A line containing "HTTP server port." appears in the material below. Return exactly every line from the first through that one, and only those.

__Record extracts__
┄┄┄┄┄┄
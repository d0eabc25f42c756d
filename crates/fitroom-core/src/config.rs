//! Configuration loaded from the environment.

use std::str::FromStr;

use rust_decimal::Decimal;
use rust_decimal_macros::dec;
use serde::Serialize;

use crate::error::{Error, Result};

/// Fixed per-request charges, in USD.
#[derive(Debug, Clone, Copy, Serialize)]
pub struct Pricing {
    /// Cost of one try-on composition call.
    #[serde(rename = "tryOn")]
    pub try_on: Decimal,
    /// Surcharge when a garment image must be generated from text.
    pub generation: Decimal,
}

impl Default for Pricing {
    fn default() -> Self {
        Self {
            try_on: dec!(0.05),
            generation: dec!(0.03),
        }
    }
}

/// Top-level fitroom configuration.
#[derive(Debug, Clone)]
pub struct FitroomConfig {
    /// HTTP server port.
    pub port: u16,
    /// fal.ai API key.
    pub fal_key: String,
    /// fal.ai base URL (overridable for tests and proxies).
    pub fal_base_url: String,
    /// Per-request pricing.
    pub pricing: Pricing,
    /// Shared per-user spending limit.
    pub user_limit: Decimal,
    /// Production mode suppresses raw error detail in responses.
    pub production: bool,
}

impl FitroomConfig {
    /// Read configuration from the environment. Missing FAL_KEY and
    /// malformed overrides are hard errors.
    pub fn from_env() -> Result<Self> {
        let port = std::env::var("PORT")
            .ok()
            .and_then(|p| p.parse().ok())
            .unwrap_or(3003);

        let fal_key = std::env::var("FAL_KEY")
            .map_err(|_| Error::Config("FAL_KEY is not set".into()))?;

        let fal_base_url = std::env::var("FAL_BASE_URL")
            .unwrap_or_else(|_| "https://fal.run".to_string());

        let defaults = Pricing::default();
        let pricing = Pricing {
            try_on: decimal_var("FITROOM_TRYON_COST", defaults.try_on)?,
            generation: decimal_var("FITROOM_GENERATION_COST", defaults.generation)?,
        };
        let user_limit = decimal_var("FITROOM_USER_LIMIT", dec!(0.50))?;

        let production = std::env::var("FITROOM_ENV")
            .map(|v| v.eq_ignore_ascii_case("production"))
            .unwrap_or(false);

        Ok(Self {
            port,
            fal_key,
            fal_base_url,
            pricing,
            user_limit,
            production,
        })
    }
}

fn decimal_var(name: &str, default: Decimal) -> Result<Decimal> {
    match std::env::var(name) {
        Ok(raw) => Decimal::from_str(raw.trim())
            .map_err(|e| Error::Config(format!("{} is not a valid decimal: {}", name, e))),
        Err(_) => Ok(default),
    }
}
┄┄┄┄┄┄
__Completed exercise__
repository d0eabc25f42c756d
filename crates/fitroom-core/src/config.rs
//! Configuration loaded from the environment.

use std::str::FromStr;

use rust_decimal::Decimal;
use rust_decimal_macros::dec;
use serde::Serialize;

use crate::error::{Error, Result};

/// Fixed per-request charges, in USD.
#[derive(Debug, Clone, Copy, Serialize)]
pub struct Pricing {
    /// Cost of one try-on composition call.
    #[serde(rename = "tryOn")]
    pub try_on: Decimal,
    /// Surcharge when a garment image must be generated from text.
    pub generation: Decimal,
}

impl Default for Pricing {
    fn default() -> Self {
        Self {
            try_on: dec!(0.05),
            generation: dec!(0.03),
        }
    }
}

/// Top-level fitroom configuration.
#[derive(Debug, Clone)]
pub struct FitroomConfig {
    /// HTTP server port.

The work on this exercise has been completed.